Exercise requirements: Transcribe the records that follow, keeping every word as it stands.

Dataset content:
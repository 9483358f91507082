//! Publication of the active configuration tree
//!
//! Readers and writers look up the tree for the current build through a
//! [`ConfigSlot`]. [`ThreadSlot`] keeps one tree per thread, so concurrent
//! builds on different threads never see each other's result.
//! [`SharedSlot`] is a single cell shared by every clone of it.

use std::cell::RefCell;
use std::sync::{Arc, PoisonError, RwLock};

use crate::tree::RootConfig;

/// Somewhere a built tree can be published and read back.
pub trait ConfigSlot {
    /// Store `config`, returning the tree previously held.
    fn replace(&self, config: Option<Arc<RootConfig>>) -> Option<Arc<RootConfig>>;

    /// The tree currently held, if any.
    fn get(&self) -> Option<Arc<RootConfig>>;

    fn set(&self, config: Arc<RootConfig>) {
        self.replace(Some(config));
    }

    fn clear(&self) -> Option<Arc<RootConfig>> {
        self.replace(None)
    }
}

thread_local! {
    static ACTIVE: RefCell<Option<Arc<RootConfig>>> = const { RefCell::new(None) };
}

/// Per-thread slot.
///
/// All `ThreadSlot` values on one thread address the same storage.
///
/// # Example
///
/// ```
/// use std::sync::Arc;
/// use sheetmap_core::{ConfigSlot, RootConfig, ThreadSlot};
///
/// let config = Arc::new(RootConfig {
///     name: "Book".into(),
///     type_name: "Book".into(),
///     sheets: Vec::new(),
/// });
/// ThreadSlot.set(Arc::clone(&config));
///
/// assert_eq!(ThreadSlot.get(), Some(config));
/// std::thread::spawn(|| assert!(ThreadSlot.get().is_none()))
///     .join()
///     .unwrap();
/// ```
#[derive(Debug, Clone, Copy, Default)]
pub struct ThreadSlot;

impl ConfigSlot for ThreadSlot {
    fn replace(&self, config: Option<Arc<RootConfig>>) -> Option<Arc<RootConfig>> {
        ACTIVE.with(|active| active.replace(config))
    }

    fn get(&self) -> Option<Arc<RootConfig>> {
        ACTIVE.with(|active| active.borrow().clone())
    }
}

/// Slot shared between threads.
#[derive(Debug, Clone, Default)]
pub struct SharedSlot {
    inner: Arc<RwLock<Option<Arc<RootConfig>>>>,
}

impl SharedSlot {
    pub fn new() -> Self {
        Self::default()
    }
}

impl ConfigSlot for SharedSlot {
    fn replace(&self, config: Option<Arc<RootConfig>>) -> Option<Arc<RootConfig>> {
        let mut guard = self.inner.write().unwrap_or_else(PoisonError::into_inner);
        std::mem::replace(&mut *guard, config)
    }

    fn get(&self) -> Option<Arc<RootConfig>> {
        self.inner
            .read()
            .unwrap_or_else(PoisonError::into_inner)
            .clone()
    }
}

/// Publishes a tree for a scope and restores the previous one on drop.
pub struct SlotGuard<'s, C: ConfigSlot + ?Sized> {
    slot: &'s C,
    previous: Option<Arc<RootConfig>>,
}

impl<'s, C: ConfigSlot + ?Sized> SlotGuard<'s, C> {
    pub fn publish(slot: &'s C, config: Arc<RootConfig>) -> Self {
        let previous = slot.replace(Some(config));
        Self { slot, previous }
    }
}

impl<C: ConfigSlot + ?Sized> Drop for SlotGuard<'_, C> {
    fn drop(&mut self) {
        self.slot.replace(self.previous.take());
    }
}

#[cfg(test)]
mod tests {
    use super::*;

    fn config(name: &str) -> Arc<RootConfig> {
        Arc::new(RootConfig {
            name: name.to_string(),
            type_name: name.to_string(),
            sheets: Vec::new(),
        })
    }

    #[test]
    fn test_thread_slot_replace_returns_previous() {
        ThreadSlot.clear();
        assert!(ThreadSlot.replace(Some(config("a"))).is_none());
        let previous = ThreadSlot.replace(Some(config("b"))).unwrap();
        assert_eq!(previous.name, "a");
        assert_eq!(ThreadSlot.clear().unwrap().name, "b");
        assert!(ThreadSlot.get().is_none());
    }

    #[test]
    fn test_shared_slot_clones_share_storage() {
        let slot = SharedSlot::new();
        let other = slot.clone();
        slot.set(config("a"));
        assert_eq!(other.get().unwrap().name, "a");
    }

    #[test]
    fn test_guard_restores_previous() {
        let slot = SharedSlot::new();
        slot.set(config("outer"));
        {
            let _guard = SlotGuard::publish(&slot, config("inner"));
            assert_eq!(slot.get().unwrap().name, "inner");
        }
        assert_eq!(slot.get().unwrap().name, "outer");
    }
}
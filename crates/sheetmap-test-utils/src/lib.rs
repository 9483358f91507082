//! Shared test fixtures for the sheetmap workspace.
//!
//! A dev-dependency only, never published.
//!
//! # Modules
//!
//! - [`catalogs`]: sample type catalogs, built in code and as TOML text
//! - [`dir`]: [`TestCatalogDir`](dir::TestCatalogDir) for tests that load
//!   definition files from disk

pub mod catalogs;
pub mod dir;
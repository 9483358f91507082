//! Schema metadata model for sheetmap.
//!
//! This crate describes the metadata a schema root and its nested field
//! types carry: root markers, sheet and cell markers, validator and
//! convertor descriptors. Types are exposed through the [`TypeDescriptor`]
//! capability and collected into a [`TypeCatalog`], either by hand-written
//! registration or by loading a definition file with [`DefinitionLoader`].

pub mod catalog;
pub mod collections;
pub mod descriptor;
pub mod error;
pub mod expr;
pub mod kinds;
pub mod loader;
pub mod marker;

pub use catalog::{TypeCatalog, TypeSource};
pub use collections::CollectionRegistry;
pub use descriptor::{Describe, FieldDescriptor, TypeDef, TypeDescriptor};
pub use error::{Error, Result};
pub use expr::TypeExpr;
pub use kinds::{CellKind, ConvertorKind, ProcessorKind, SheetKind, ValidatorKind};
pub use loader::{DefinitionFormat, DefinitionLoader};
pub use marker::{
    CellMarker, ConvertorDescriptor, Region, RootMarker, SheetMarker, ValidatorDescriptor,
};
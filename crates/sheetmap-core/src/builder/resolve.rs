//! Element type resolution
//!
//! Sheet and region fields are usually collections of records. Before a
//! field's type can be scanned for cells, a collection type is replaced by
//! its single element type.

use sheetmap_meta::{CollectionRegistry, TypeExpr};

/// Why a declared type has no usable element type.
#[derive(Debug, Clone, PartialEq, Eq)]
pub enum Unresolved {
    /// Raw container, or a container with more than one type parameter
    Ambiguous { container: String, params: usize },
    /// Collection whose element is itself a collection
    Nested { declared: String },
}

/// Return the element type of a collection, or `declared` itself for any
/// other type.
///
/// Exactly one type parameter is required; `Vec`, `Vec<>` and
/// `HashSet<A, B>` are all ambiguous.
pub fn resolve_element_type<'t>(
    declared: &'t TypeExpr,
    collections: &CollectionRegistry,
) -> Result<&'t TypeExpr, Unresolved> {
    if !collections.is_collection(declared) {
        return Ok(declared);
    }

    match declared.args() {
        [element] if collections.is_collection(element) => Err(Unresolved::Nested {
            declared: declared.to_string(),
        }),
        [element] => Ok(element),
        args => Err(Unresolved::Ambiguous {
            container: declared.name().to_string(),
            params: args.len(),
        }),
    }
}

Solution:
repository 9483358f91507082
//! Publication of the active configuration tree
//!
//! Readers and writers look up the tree for the current build through a
//! [`ConfigSlot`]. [`ThreadSlot`] keeps one tree per thread, so concurrent
//! builds on different threads never see each other's result.
//! [`SharedSlot`] is a single cell shared by every clone of it.

use std::cell::RefCell;
use std::sync::{Arc, PoisonError, RwLock};

use crate::tree::RootConfig;

/// Somewhere a built tree can be published and read back.
pub trait ConfigSlot {
    /// Store `config`, returning the tree previously held.
    fn replace(&self, config: Option<Arc<RootConfig>>) -> Option<Arc<RootConfig>>;

    /// The tree currently held, if any.
    fn get(&self) -> Option<Arc<RootConfig>>;

    fn set(&self, config: Arc<RootConfig>) {
        self.replace(Some(config));
    }

    fn clear(&self) -> Option<Arc<RootConfig>> {
        self.replace(None)
    }
}

thread_local! {
    static ACTIVE: RefCell<Option<Arc<RootConfig>>> = const { RefCell::new(None) };
}

/// Per-thread slot.
///
/// All `ThreadSlot` values on one thread address the same storage.
///
/// # Example
///
/// ```
/// use std::sync::Arc;
/// use sheetmap_core::{ConfigSlot, RootConfig, ThreadSlot};
///
/// let config = Arc::new(RootConfig {
///     name: "Book".into(),
///     type_name: "Book".into(),
///     sheets: Vec::new(),
/// });
/// ThreadSlot.set(Arc::clone(&config));
///
/// assert_eq!(ThreadSlot.get(), Some(config));
/// std::thread::spawn(|| assert!(ThreadSlot.get().is_none()))
///     .join()
///     .unwrap();
/// ```
#[derive(Debug, Clone, Copy, Default)]
pub struct ThreadSlot;

impl ConfigSlot for ThreadSlot {
    fn replace(&self, config: Option<Arc<RootConfig>>) -> Option<Arc<RootConfig>> {
        ACTIVE.with(|active| active.replace(config))
    }

    fn get(&self) -> Option<Arc<RootConfig>> {
        ACTIVE.with(|active| active.borrow().clone())
    }
}

/// Slot shared between threads.
#[derive(Debug, Clone, Default)]
pub struct SharedSlot {
    inner: Arc<RwLock<Option<Arc<RootConfig>>>>,
}

impl SharedSlot {
    pub fn new() -> Self {
        Self::default()
    }
}

impl ConfigSlot for SharedSlot {
    fn replace(&self, config: Option<Arc<RootConfig>>) -> Option<Arc<RootConfig>> {
        let mut guard = self.inner.write().unwrap_or_else(PoisonError::into_inner);
        std::mem::replace(&mut *guard, config)
    }

    fn get(&self) -> Option<Arc<RootConfig>> {
        self.inner
            .read()
            .unwrap_or_else(PoisonError::into_inner)
            .clone()
    }
}

/// Publishes a tree for a scope and restores the previous one on drop.
pub struct SlotGuard<'s, C: ConfigSlot + ?Sized> {
    slot: &'s C,
    previous: Option<Arc<RootConfig>>,
}

impl<'s, C: ConfigSlot + ?Sized> SlotGuard<'s, C> {
    pub fn publish(slot: &'s C, config: Arc<RootConfig>) -> Self {
        let previous = slot.replace(Some(config));
        Self { slot, previous }
    }
}

impl<C: ConfigSlot + ?Sized> Drop for SlotGuard<'_, C> {
    fn drop(&mut self) {
        self.slot.replace(self.previous.take());
    }
}

#[cfg(test)]
mod tests {
    use super::*;

    fn config(name: &str) -> Arc<RootConfig> {
        Arc::new(RootConfig {
            name: name.to_string(),
            type_name: name.to_string(),
            sheets: Vec::new(),
        })
    }

    #[test]
    fn test_thread_slot_replace_returns_previous() {
        ThreadSlot.clear();
        assert!(ThreadSlot.replace(Some(config("a"))).is_none());
        let previous = ThreadSlot.replace(Some(config("b"))).unwrap();
        assert_eq!(previous.name, "a");
        assert_eq!(ThreadSlot.clear().unwrap().name, "b");
        assert!(ThreadSlot.get().is_none());
    }

    #[test]
    fn test_shared_slot_clones_share_storage() {
        let slot = SharedSlot::new();
        let other = slot.clone();
        slot.set(config("a"));
        assert_eq!(other.get().unwrap().name, "a");
    }

    #[test]
    fn test_guard_restores_previous() {
        let slot = SharedSlot::new();
        slot.set(config("outer"));
        {
            let _guard = SlotGuard::publish(&slot, config("inner"));
            assert_eq!(slot.get().unwrap().name, "inner");
        }
        assert_eq!(slot.get().unwrap().name, "outer");
    }
}
filename crates/sheetmap-test-utils/src/lib.rs
repository 9483358f91507082
//! Shared test fixtures for the sheetmap workspace.
//!
//! A dev-dependency only, never published.
//!
//! # Modules
//!
//! - [`catalogs`]: sample type catalogs, built in code and as TOML text
//! - [`dir`]: [`TestCatalogDir`](dir::TestCatalogDir) for tests that load
//!   definition files from disk

pub mod catalogs;
pub mod dir;
repository 9483358f91507082
//! Schema metadata model for sheetmap.
//!
//! This crate describes the metadata a schema root and its nested field
//! types carry: root markers, sheet and cell markers, validator and
//! convertor descriptors. Types are exposed through the [`TypeDescriptor`]
//! capability and collected into a [`TypeCatalog`], either by hand-written
//! registration or by loading a definition file with [`DefinitionLoader`].

pub mod catalog;
pub mod collections;
pub mod descriptor;
pub mod error;
pub mod expr;
pub mod kinds;
pub mod loader;
pub mod marker;

pub use catalog::{TypeCatalog, TypeSource};
pub use collections::CollectionRegistry;
pub use descriptor::{Describe, FieldDescriptor, TypeDef, TypeDescriptor};
pub use error::{Error, Result};
pub use expr::TypeExpr;
pub use kinds::{CellKind, ConvertorKind, ProcessorKind, SheetKind, ValidatorKind};
pub use loader::{DefinitionFormat, DefinitionLoader};
pub use marker::{
    CellMarker, ConvertorDescriptor, Region, RootMarker, SheetMarker, ValidatorDescriptor,
};
filename crates/sheetmap-core/src/builder/resolve.rs
//! Element type resolution
//!
//! Sheet and region fields are usually collections of records. Before a
//! field's type can be scanned for cells, a collection type is replaced by
//! its single element type.

use sheetmap_meta::{CollectionRegistry, TypeExpr};

/// Why a declared type has no usable element type.
#[derive(Debug, Clone, PartialEq, Eq)]
pub enum Unresolved {
    /// Raw container, or a container with more than one type parameter
    Ambiguous { container: String, params: usize },
    /// Collection whose element is itself a collection
    Nested { declared: String },
}

/// Return the element type of a collection, or `declared` itself for any
/// other type.
///
/// Exactly one type parameter is required; `Vec`, `Vec<>` and
/// `HashSet<A, B>` are all ambiguous.
pub fn resolve_element_type<'t>(
    declared: &'t TypeExpr,
    collections: &CollectionRegistry,
) -> Result<&'t TypeExpr, Unresolved> {
    if !collections.is_collection(declared) {
        return Ok(declared);
    }

    match declared.args() {
        [element] if collections.is_collection(element) => Err(Unresolved::Nested {
            declared: declared.to_string(),
        }),
        [element] => Ok(element),
        args => Err(Unresolved::Ambiguous {
            container: declared.name().to_string(),
            params: args.len(),
        }),
    }
}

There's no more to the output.